Mr Ian Rogers receives the South African Chemical Institute (SACI) award
As a SACI Post-Graduate Awardee, Mr Rogers was nominated as a young innovative chemist and is the University of Cape Town recipient.
The recipients of the award should be considered as being “young innovative chemists”. The characteristics of such a person are: Innovation, Independence, Enterprise. This award is made to students engaged in research towards an MSc or PhD degree at a University, or a MTech or DTech degree at a University of Technology. The number of medals awarded shall not exceed five per annum, and the awards are limited to one per institution.
Ian Roger's PhD Thesis Title is Measuring the effects of reaction coordinate and electronic treatments in the QM/MM reaction dynamics of Trypanosoma cruzi trans-Sialidase.
Ian Rogers has BSc, BSc (Hons) and MSc degrees from the University of Cape Town. His majors in Chemistry and Biochemistry sparked his interest in applying scientific computing methods to problems at the interface of chemical reactivity and biology.

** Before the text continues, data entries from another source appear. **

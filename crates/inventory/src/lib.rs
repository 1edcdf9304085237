//! `aether-inventory` — stock domain.
//!
//! The inventory ledger is the single source of truth for product stock.
//! This crate holds the pure half of its contract: the non-negative
//! [`StockLevel`] count and the [`LedgerError`] outcomes of a conditional
//! decrement. The storage half (the conditional `UPDATE` against Postgres)
//! lives in `aether-infra`.

pub mod stock;

pub use stock::{LedgerError, StockLevel};
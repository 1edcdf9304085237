use std::sync::Arc;

use axum::{
    extract::{Extension, Path},
    http::StatusCode,
    response::IntoResponse,
    routing::{get, post},
    Json, Router,
};

use aether_core::{CustomerId, OrderId};
use aether_orders::LineItem;

use crate::app::{dto, errors, AppServices};
use crate::context::TenantContext;

pub fn router() -> Router {
    Router::new()
        .route("/", post(create_order).get(list_orders))
        .route("/:id", get(get_order_details))
}

pub async fn create_order(
    Extension(services): Extension<Arc<AppServices>>,
    Extension(tenant): Extension<TenantContext>,
    Json(body): Json<dto::CreateOrderRequest>,
) -> axum::response::Response {
    let customer_id: CustomerId = match body.customer_id.parse() {
        Ok(v) => v,
        Err(_) => {
            return errors::json_error(StatusCode::BAD_REQUEST, "invalid_id", "invalid customer id")
        }
    };

    let mut items = Vec::with_capacity(body.items.len());
    for item in &body.items {
        let product_id = match item.product_id.parse() {
            Ok(v) => v,
            Err(_) => {
                return errors::json_error(
                    StatusCode::BAD_REQUEST,
                    "invalid_id",
                    "invalid product id",
                )
            }
        };
        let unit_price = match item.unit_price.parse() {
            Ok(v) => v,
            Err(e) => {
                return errors::json_error(
                    StatusCode::BAD_REQUEST,
                    "invalid_price",
                    format!("{e}"),
                )
            }
        };
        items.push(LineItem {
            product_id,
            quantity: item.quantity,
            unit_price,
        });
    }

    match services
        .orders
        .create_order(tenant.tenant_id(), customer_id, &items)
        .await
    {
        Ok(order_id) => (
            StatusCode::CREATED,
            Json(serde_json::json!({ "id": order_id.to_string() })),
        )
            .into_response(),
        Err(e) => errors::order_error_to_response(e),
    }
}

pub async fn list_orders(
    Extension(services): Extension<Arc<AppServices>>,
    Extension(tenant): Extension<TenantContext>,
) -> axum::response::Response {
    match services.orders.list_orders(tenant.tenant_id()).await {
        Ok(orders) => {
            let orders: Vec<_> = orders
                .into_iter()
                .map(dto::order_summary_to_response)
                .collect();
            (StatusCode::OK, Json(orders)).into_response()
        }
        Err(e) => errors::order_error_to_response(e),
    }
}

pub async fn get_order_details(
    Extension(services): Extension<Arc<AppServices>>,
    Path(id): Path<String>,
) -> axum::response::Response {
    let order_id: OrderId = match id.parse() {
        Ok(v) => v,
        Err(_) => {
            return errors::json_error(StatusCode::BAD_REQUEST, "invalid_id", "invalid order id")
        }
    };

    match services.orders.get_order_details(order_id).await {
        Ok(details) => {
            (StatusCode::OK, Json(dto::order_details_to_response(details))).into_response()
        }
        Err(e) => errors::order_error_to_response(e),
    }
}
//! `aether-orders` — order domain (pure).
//!
//! Validation and pricing of order requests, the order status enumeration,
//! and the read models served back to clients. No storage concerns here;
//! the atomic write path lives in `aether-infra`.

pub mod order;
pub mod views;

pub use order::{price_order, LineItem, OrderStatus, PricedLine, PricedOrder};
pub use views::{OrderDetails, OrderItemView, OrderSummary};
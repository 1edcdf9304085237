//! Dashboard metrics: tenant-wide aggregate reads.

use serde::Serialize;
use sqlx::{PgPool, Row};
use tracing::instrument;

use aether_core::{Money, TenantId};

use super::{map_sqlx_error, money_column, LOW_STOCK_THRESHOLD};
use crate::store::StoreError;

/// The numbers shown on a tenant's dashboard.
#[derive(Debug, Clone, PartialEq, Eq, Serialize)]
pub struct DashboardMetrics {
    pub total_revenue: Money,
    pub sales_count: i64,
    pub customers_count: i64,
    pub low_stock_count: i64,
}

#[derive(Debug, Clone)]
pub struct PgDashboardStore {
    pool: PgPool,
}

impl PgDashboardStore {
    pub fn new(pool: PgPool) -> Self {
        Self { pool }
    }

    #[instrument(skip(self), fields(tenant_id = %tenant_id), err)]
    pub async fn metrics(&self, tenant_id: TenantId) -> Result<DashboardMetrics, StoreError> {
        let row = sqlx::query(
            r#"
            SELECT
                (SELECT COALESCE(SUM(total_amount), 0) FROM orders WHERE tenant_id = $1)
                    AS total_revenue,
                (SELECT COUNT(*) FROM orders WHERE tenant_id = $1) AS sales_count,
                (SELECT COUNT(*) FROM customers WHERE tenant_id = $1) AS customers_count,
                (SELECT COUNT(*) FROM products WHERE tenant_id = $1 AND stock_quantity < $2)
                    AS low_stock_count
            "#,
        )
        .bind(tenant_id.as_uuid())
        .bind(LOW_STOCK_THRESHOLD)
        .fetch_one(&self.pool)
        .await
        .map_err(|e| map_sqlx_error("dashboard_metrics", e))?;

        Ok(DashboardMetrics {
            total_revenue: money_column(&row, "total_revenue")?,
            sales_count: row
                .try_get("sales_count")
                .map_err(|e| StoreError::Storage(format!("decode sales_count: {e}")))?,
            customers_count: row
                .try_get("customers_count")
                .map_err(|e| StoreError::Storage(format!("decode customers_count: {e}")))?,
            low_stock_count: row
                .try_get("low_stock_count")
                .map_err(|e| StoreError::Storage(format!("decode low_stock_count: {e}")))?,
        })
    }
}
use anyhow::Context;
use sqlx::postgres::PgPoolOptions;

#[tokio::main]
async fn main() -> anyhow::Result<()> {
    aether_observability::init();

    let database_url = std::env::var("DATABASE_URL").context("DATABASE_URL is required")?;

    let pool = PgPoolOptions::new()
        .max_connections(16)
        .connect(&database_url)
        .await
        .context("unable to connect to PostgreSQL")?;
    aether_infra::run_migrations(&pool)
        .await
        .context("failed to apply migrations")?;
    tracing::info!("connected to PostgreSQL");

    let app = aether_api::app::build_app(pool);

    let port = std::env::var("PORT").unwrap_or_else(|_| "3000".to_string());
    let listener = tokio::net::TcpListener::bind(format!("0.0.0.0:{port}"))
        .await
        .with_context(|| format!("failed to bind 0.0.0.0:{port}"))?;

    tracing::info!("listening on {}", listener.local_addr()?);

    axum::serve(listener, app)
        .with_graceful_shutdown(shutdown_signal())
        .await?;

    tracing::info!("server shutdown complete");
    Ok(())
}

async fn shutdown_signal() {
    let _ = tokio::signal::ctrl_c().await;
    tracing::info!("shutting down");
}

Ian Rogers’ thesis investigates the predictive value as well as the limits of the state-of-the-art computational methods possible in enzymology. The specific focus of his thesis is computational reaction dynamics methods (FEARCF) developed in the laboratory of Professor Kevin Naidoo. He achieves this through a systematic exploration of the enzymatic mechanism of Trypanosoma cruzi trans-sialidase. The enzyme’s catalytic reaction mechanisms are assessed within the framework of transition state theory, the discovery of transition state structures, and the description of drivers of selectivity. A detailed analyses of multidimensional free energy reaction profiles and the underpinning sampling has been performed on a complex enzyme system. This resulted in a novel chemical insight into the catalytic mechanism and the reaction selectivity of the glycosyltransferase. Ian makes a valuable technical innovation by the parallelization of FEARCF ab initio quantum reaction dynamics calculations. In so doing this work has facilitated the accurate computations of enzyme reactions.